**WHAT TO PRODUCE**
Copy out every line holding the string "info" from the records below.

**MATERIAL PROVIDED**
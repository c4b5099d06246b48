//! ExternalManager - the set of upstream links, keyed by network address.

use std::time::Duration;
use tokio::sync::{mpsc, watch};
use tokio::task::JoinSet;
use tokio::time::timeout;
use tracing::{Instrument, error, info, warn};

use hatcog_proto::Line;

use super::{External, LinkSettings, tls};
use crate::config::{Config, NetworkConfig, TlsMode};
use crate::error::{LinkError, RouteError};
use crate::telemetry::spans;

/// Per-network connection options.
#[derive(Debug, Clone, Default)]
pub struct LinkOptions {
    /// Server password, sent as `PASS`.
    pub password: Option<String>,
    /// NickServ password, sent after each welcome.
    pub nickserv_password: Option<String>,
    pub tls: TlsMode,
}

/// Owns every [`External`] and the tasks behind them.
///
/// Links are kept in the order they were connected.
pub struct ExternalManager {
    links: Vec<External>,
    tasks: JoinSet<Result<(), LinkError>>,
    settings: LinkSettings,
    nick: watch::Sender<String>,
    default_tls: TlsMode,
    default_nickserv_password: Option<String>,
}

impl ExternalManager {
    /// `default_nickserv_password` applies to networks configured without one.
    pub fn new(
        config: &Config,
        from_server: mpsc::Sender<Line>,
        default_nickserv_password: Option<String>,
    ) -> Self {
        let (nick, nick_rx) = watch::channel(config.identity.nick.clone());
        let settings = LinkSettings {
            nick: nick_rx,
            user: config.identity.user().to_string(),
            realname: config.identity.realname.clone(),
            retry: config.upstream.retry_policy(),
            read_timeout: config.upstream.read_timeout(),
            handshake_timeout: config.upstream.tls_handshake_timeout(),
            connector: tls::connector(),
            from_server,
        };
        Self {
            links: Vec::new(),
            tasks: JoinSet::new(),
            settings,
            nick,
            default_tls: config.upstream.tls,
            default_nickserv_password,
        }
    }

    /// Options for a configured network, with daemon defaults filled in.
    pub fn options_for(&self, network: &NetworkConfig) -> LinkOptions {
        LinkOptions {
            password: network.password.clone(),
            nickserv_password: network
                .nickserv_password
                .clone()
                .or_else(|| self.default_nickserv_password.clone()),
            tls: network.tls.unwrap_or(self.default_tls),
        }
    }

    /// Options for a network that is not in the config.
    pub fn default_options(&self, nickserv_password: Option<String>) -> LinkOptions {
        LinkOptions {
            password: None,
            nickserv_password: nickserv_password.or_else(|| self.default_nickserv_password.clone()),
            tls: self.default_tls,
        }
    }

    /// Start a link to `network` unless one already exists.
    ///
    /// Returns whether a new link was started.
    pub fn connect(&mut self, network: &str, options: LinkOptions) -> bool {
        if self.get(network).is_some() {
            return false;
        }
        info!(
            %network,
            tls = ?options.tls,
            attempts = self.settings.retry.max_attempts(),
            backoff = ?self.settings.retry.backoff(),
            "Connecting to IRC server"
        );

        let (external, link) = External::new(network, options, self.settings.clone());
        self.tasks.spawn(link.run().instrument(spans::link(network)));
        self.links.push(external);
        true
    }

    #[cfg(test)]
    pub(crate) fn insert(&mut self, external: External) {
        self.links.push(external);
    }

    pub fn is_connected(&self, network: &str) -> bool {
        self.get(network).is_some()
    }

    /// Connected networks, oldest first.
    pub fn networks(&self) -> impl Iterator<Item = &str> {
        self.links.iter().map(External::network)
    }

    fn get(&self, network: &str) -> Option<&External> {
        self.links.iter().find(|l| l.network() == network)
    }

    fn lookup(&self, network: &str) -> Result<&External, RouteError> {
        self.get(network)
            .ok_or_else(|| RouteError::UnknownNetwork(network.to_string()))
    }

    fn lookup_mut(&mut self, network: &str) -> Result<&mut External, RouteError> {
        self.links
            .iter_mut()
            .find(|l| l.network() == network)
            .ok_or_else(|| RouteError::UnknownNetwork(network.to_string()))
    }

    pub fn identify(&mut self, network: &str, password: &str) -> Result<(), RouteError> {
        self.lookup_mut(network)?.identify(password);
        Ok(())
    }

    pub fn on_welcome(&mut self, network: &str) -> Result<(), RouteError> {
        self.lookup_mut(network)?.on_welcome();
        Ok(())
    }

    pub fn send_message(&self, network: &str, channel: &str, text: &str) -> Result<(), RouteError> {
        self.lookup(network)?.send_message(channel, text);
        Ok(())
    }

    pub fn send_action(&self, network: &str, channel: &str, text: &str) -> Result<(), RouteError> {
        self.lookup(network)?.send_action(channel, text);
        Ok(())
    }

    pub fn send_raw(&self, network: &str, text: &str) -> Result<(), RouteError> {
        self.lookup(network)?.send_raw(text);
        Ok(())
    }

    pub fn do_command(&self, network: &str, content: &str) -> Result<(), RouteError> {
        self.lookup(network)?.do_command(content);
        Ok(())
    }

    /// Register with this nick on every future (re)connect.
    pub fn set_nick(&self, nick: &str) {
        self.nick.send_replace(nick.to_string());
    }

    /// Close every link. Queued lines are still written.
    pub fn close(&mut self) {
        for link in self.links.drain(..) {
            link.close();
        }
    }

    /// Wait for a link task to fail.
    ///
    /// Never resolves while no link has failed, so it can sit in a
    /// `select!` next to the other event sources. Cancel safe.
    pub async fn failed(&mut self) -> LinkError {
        loop {
            match self.tasks.join_next().await {
                None => std::future::pending::<()>().await,
                Some(Ok(Ok(()))) => {}
                Some(Ok(Err(e))) => return e,
                Some(Err(e)) => error!(error = %e, "Link task panicked or was cancelled"),
            }
        }
    }

    /// Close every link and give the tasks `grace` to finish.
    pub async fn shutdown(&mut self, grace: Duration) {
        self.close();
        let drained = timeout(grace, async {
            while let Some(result) = self.tasks.join_next().await {
                if let Ok(Err(e)) = result {
                    warn!(error = %e, "Link ended with an error during shutdown");
                }
            }
        })
        .await;
        if drained.is_err() {
            warn!("Links did not close in time, aborting");
            self.tasks.abort_all();
        }
    }
}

**SOLUTION TO THIS TASK**
use tracing::{Instrument, error, info, warn};
        info!(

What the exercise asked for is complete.